What is expected :: The sole answer should be the number of lines in the material below that hold "instrument".

====

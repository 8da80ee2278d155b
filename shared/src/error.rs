use std::fmt;

/// Everything that can go wrong while attaching or starting a drag.
#[derive(Debug, Clone, PartialEq)]
pub enum DragError {
    /// Press landed on something that cannot be positioned with CSS offsets
    InvalidTargetType,
    /// Options could not be parsed
    InvalidOptions(String),
    /// The host refused a listener registration
    Host(String),
}

impl fmt::Display for DragError {
    fn fmt(&self, f: &mut fmt::Formatter<'_>) -> fmt::Result {
        match self {
            DragError::InvalidTargetType => write!(f, "Your target must be an html element"),
            DragError::InvalidOptions(reason) => write!(f, "Invalid drag options: {reason}"),
            DragError::Host(reason) => write!(f, "Host error: {reason}"),
        }
    }
}

impl std::error::Error for DragError {}
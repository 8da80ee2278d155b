use serde::{Deserialize, Serialize};

use crate::error::DragError;
use crate::geometry::Axis;

/// Axis restriction for a draggable element
#[derive(Serialize, Deserialize, Debug, Clone, Copy, Default, PartialEq, Eq)]
#[serde(rename_all = "lowercase")]
pub enum Direction {
    /// No restriction
    #[default]
    Both,
    Horizontal,
    Vertical,
}

impl Direction {
    pub fn allows(self, axis: Axis) -> bool {
        match (self, axis) {
            (Direction::Vertical, Axis::X) => false,
            (Direction::Horizontal, Axis::Y) => false,
            _ => true,
        }
    }
}

// ===== OPTIONS =====

#[derive(Serialize, Deserialize, Debug, Clone, Default, PartialEq)]
#[serde(default)]
pub struct DragOptions {
    pub direction: Direction,
    /// Log gesture start/stop to the console
    pub log_events: bool,
}

impl DragOptions {
    pub fn with_direction(direction: Direction) -> Self {
        Self {
            direction,
            ..Self::default()
        }
    }

    /// Parse options from a TOML document, e.g. an embedded per-widget config.
    ///
    /// Missing keys keep their defaults.
    pub fn from_toml_str(source: &str) -> Result<Self, DragError> {
        toml::from_str(source).map_err(|error| DragError::InvalidOptions(error.to_string()))
    }
}
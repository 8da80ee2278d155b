//! Values exchanged with drag callbacks.

use crate::geometry::{Axis, PagePoint, PerAxis};

/// Pointer position plus the grab offsets, as handed to callbacks.
#[derive(Clone, Copy, Debug, Default, PartialEq)]
pub struct DragPosition {
    pub page_x: f64,
    pub start_x: f64,
    pub page_y: f64,
    pub start_y: f64,
}

impl DragPosition {
    pub fn new(pointer: PagePoint, start: PerAxis<f64>) -> Self {
        Self {
            page_x: pointer.x,
            start_x: start.x,
            page_y: pointer.y,
            start_y: start.y,
        }
    }
}

/// Per-frame override record filled in by the drag callback.
///
/// A field counts when it is set, whatever its value: `Some(0.0)` overrides.
#[derive(Clone, Copy, Debug, Default, PartialEq)]
pub struct FixOverrides {
    /// Pointer X used for this frame only
    pub page_x: Option<f64>,
    /// New grab offset, kept for the rest of the gesture
    pub start_x: Option<f64>,
    pub page_y: Option<f64>,
    pub start_y: Option<f64>,
    /// Skip the horizontal style write for this frame
    pub skip_x: bool,
    pub skip_y: bool,
}

impl FixOverrides {
    pub fn page(&self, axis: Axis) -> Option<f64> {
        match axis {
            Axis::X => self.page_x,
            Axis::Y => self.page_y,
        }
    }

    pub fn start(&self, axis: Axis) -> Option<f64> {
        match axis {
            Axis::X => self.start_x,
            Axis::Y => self.start_y,
        }
    }

    pub fn skips(&self, axis: Axis) -> bool {
        match axis {
            Axis::X => self.skip_x,
            Axis::Y => self.skip_y,
        }
    }

    pub fn skip_all(&mut self) {
        self.skip_x = true;
        self.skip_y = true;
    }
}
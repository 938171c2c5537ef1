use axum::extract::rejection::{JsonRejection, QueryRejection};
use axum::extract::{Query, State};
use axum::http::StatusCode;
use axum::Json;
use serde::{Deserialize, Serialize};
use tracing::{debug, instrument};

use super::error::{ApiError, MSG_BAD_REQUEST, MSG_ID_REQUIRED};
use super::response::ApiResponse;
use crate::clients::ProductClient;
use crate::domain::{Product, ProductRename, UpdateOutcome};
use crate::product::ErrorKind;

#[derive(Clone)]
pub struct AppState {
    pub product_client: ProductClient,
}

/// `?id=<product_id>`
#[derive(Debug, Deserialize)]
pub struct IdQuery {
    pub id: Option<String>,
}

#[derive(Debug, Serialize)]
pub struct Health {
    pub status: &'static str,
}

type ApiResult<T> = Result<ApiResponse<T>, ApiError>;

fn require_id(query: Result<Query<IdQuery>, QueryRejection>) -> Result<String, ApiError> {
    let Query(query) = query.map_err(|rejection| ApiError::malformed(rejection, MSG_ID_REQUIRED))?;
    match query.id {
        Some(id) if !id.is_empty() => Ok(id),
        _ => Err(ApiError::new(ErrorKind::MalformedInput, MSG_ID_REQUIRED)),
    }
}

pub async fn health() -> ApiResponse<Health> {
    ApiResponse::success(StatusCode::OK, Health { status: "ok" }, "Service is healthy")
}

pub async fn not_found() -> ApiError {
    ApiError::new(ErrorKind::NotFound, "Route not found")
}

pub async fn method_not_allowed() -> ApiError {
    ApiError::new(ErrorKind::MethodNotAllowed, "Method Not Allowed")
}

#[instrument(skip(state))]
pub async fn list_products(State(state): State<AppState>) -> ApiResult<Vec<Product>> {
    let products = state
        .product_client
        .list_products()
        .await
        .map_err(|e| ApiError::from_product(e, "Failed to retrieve products"))?;

    Ok(ApiResponse::success(
        StatusCode::OK,
        products,
        "Products retrieved successfully",
    ))
}

#[instrument(skip(state, body))]
pub async fn create_product(
    State(state): State<AppState>,
    body: Result<Json<Product>, JsonRejection>,
) -> ApiResult<Product> {
    let Json(mut product) = body.map_err(|rejection| ApiError::malformed(rejection, MSG_BAD_REQUEST))?;
    if product.strip_internal_id() {
        debug!("Ignoring client-supplied _id");
    }

    let created = state
        .product_client
        .create_product(product)
        .await
        .map_err(|e| ApiError::from_product(e, "Failed to create product"))?;

    Ok(ApiResponse::success(
        StatusCode::CREATED,
        created,
        "Product created successfully",
    ))
}

#[instrument(skip(state, query))]
pub async fn delete_product(
    State(state): State<AppState>,
    query: Result<Query<IdQuery>, QueryRejection>,
) -> ApiResult<()> {
    let id = require_id(query)?;

    state
        .product_client
        .delete_product(id)
        .await
        .map_err(|e| ApiError::from_product(e, "Failed to delete product"))?;

    Ok(ApiResponse::success(
        StatusCode::OK,
        (),
        "Product deleted successfully",
    ))
}

#[instrument(skip(state, query, body))]
pub async fn rename_product(
    State(state): State<AppState>,
    query: Result<Query<IdQuery>, QueryRejection>,
    body: Result<Json<ProductRename>, JsonRejection>,
) -> ApiResult<UpdateOutcome> {
    let id = require_id(query)?;
    let Json(rename) = body.map_err(|rejection| ApiError::malformed(rejection, MSG_BAD_REQUEST))?;

    let outcome = state
        .product_client
        .rename_product(id, rename.product_name)
        .await
        .map_err(|e| ApiError::from_product(e, "Failed to update product"))?;

    Ok(ApiResponse::success(
        StatusCode::OK,
        outcome,
        "update successfully",
    ))
}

====

Answer section :: 5